#### [Problem statement]
Below are some entries. Output each one exactly as it appears.
(Records to use begins)
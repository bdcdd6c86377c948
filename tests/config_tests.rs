// Configuration loading: defaults, file overrides and environment overrides

use kyc_wizard::config::KycWizardConfig;
use std::io::Write;
use tempfile::NamedTempFile;

fn toml_file(contents: &str) -> NamedTempFile {
    let mut file = tempfile::Builder::new().suffix(".toml").tempfile().unwrap();
    file.write_all(contents.as_bytes()).unwrap();
    file
}

#[test]
fn partial_file_keeps_remaining_defaults() {
    let file = toml_file(
        r#"
[verification.individual]
delay_ms = 500
success_probability = 0.9
"#,
    );

    let config = KycWizardConfig::load_from(file.path()).unwrap();
    assert_eq!(config.verification.individual.delay_ms, 500);
    assert_eq!(config.verification.individual.success_probability, 0.9);
    assert_eq!(config.verification.company, KycWizardConfig::default().verification.company);
    assert_eq!(config.tracking, KycWizardConfig::default().tracking);
}

#[test]
fn invalid_probability_is_rejected() {
    let file = toml_file(
        r#"
[tracking]
advance_probability = 2.0
"#,
    );
    assert!(KycWizardConfig::load_from(file.path()).is_err());
}

#[test]
fn environment_overrides_file() {
    let file = toml_file(
        r#"
[observability]
log_level = "debug"
"#,
    );
    std::env::set_var("KYC_WIZARD__VERIFICATION__COMPANY__DELAY_MS", "1234");
    let config = KycWizardConfig::load_from(file.path());
    std::env::remove_var("KYC_WIZARD__VERIFICATION__COMPANY__DELAY_MS");

    let config = config.unwrap();
    assert_eq!(config.verification.company.delay_ms, 1234);
    assert_eq!(config.observability.log_level, "debug");
}

#[test]
fn saved_defaults_load_back() {
    let dir = tempfile::tempdir().unwrap();
    let path = dir.path().join("kyc-wizard.toml");
    KycWizardConfig::default().save_to_file(&path).unwrap();

    let loaded = KycWizardConfig::load_from(&path).unwrap();
    assert_eq!(loaded, KycWizardConfig::default());
}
(Records to use ends)
#### [Solved problem]
repository bdcdd6c86377c948
filename tests/config_tests.rs
// Configuration loading: defaults, file overrides and environment overrides

use kyc_wizard::config::KycWizardConfig;
use std::io::Write;
use tempfile::NamedTempFile;

fn toml_file(contents: &str) -> NamedTempFile {
    let mut file = tempfile::Builder::new().suffix(".toml").tempfile().unwrap();
    file.write_all(contents.as_bytes()).unwrap();
    file
}

#[test]
fn partial_file_keeps_remaining_defaults() {
    let file = toml_file(
        r#"
[verification.individual]
delay_ms = 500
success_probability = 0.9
"#,
    );

    let config = KycWizardConfig::load_from(file.path()).unwrap();
    assert_eq!(config.verification.individual.delay_ms, 500);
    assert_eq!(config.verification.individual.success_probability, 0.9);
    assert_eq!(config.verification.company, KycWizardConfig::default().verification.company);
    assert_eq!(config.tracking, KycWizardConfig::default().tracking);
}

#[test]
fn invalid_probability_is_rejected() {
    let file = toml_file(
        r#"
[tracking]
advance_probability = 2.0
"#,
    );
    assert!(KycWizardConfig::load_from(file.path()).is_err());
}

#[test]
fn environment_overrides_file() {
    let file = toml_file(
        r#"
[observability]
log_level = "debug"
"#,
    );
    std::env::set_var("KYC_WIZARD__VERIFICATION__COMPANY__DELAY_MS", "1234");
    let config = KycWizardConfig::load_from(file.path());
    std::env::remove_var("KYC_WIZARD__VERIFICATION__COMPANY__DELAY_MS");

    let config = config.unwrap();
    assert_eq!(config.verification.company.delay_ms, 1234);
    assert_eq!(config.observability.log_level, "debug");
}

#[test]
fn saved_defaults_load_back() {
    let dir = tempfile::tempdir().unwrap();
    let path = dir.path().join("kyc-wizard.toml");
    KycWizardConfig::default().save_to_file(&path).unwrap();

    let loaded = KycWizardConfig::load_from(&path).unwrap();
    assert_eq!(loaded, KycWizardConfig::default());
}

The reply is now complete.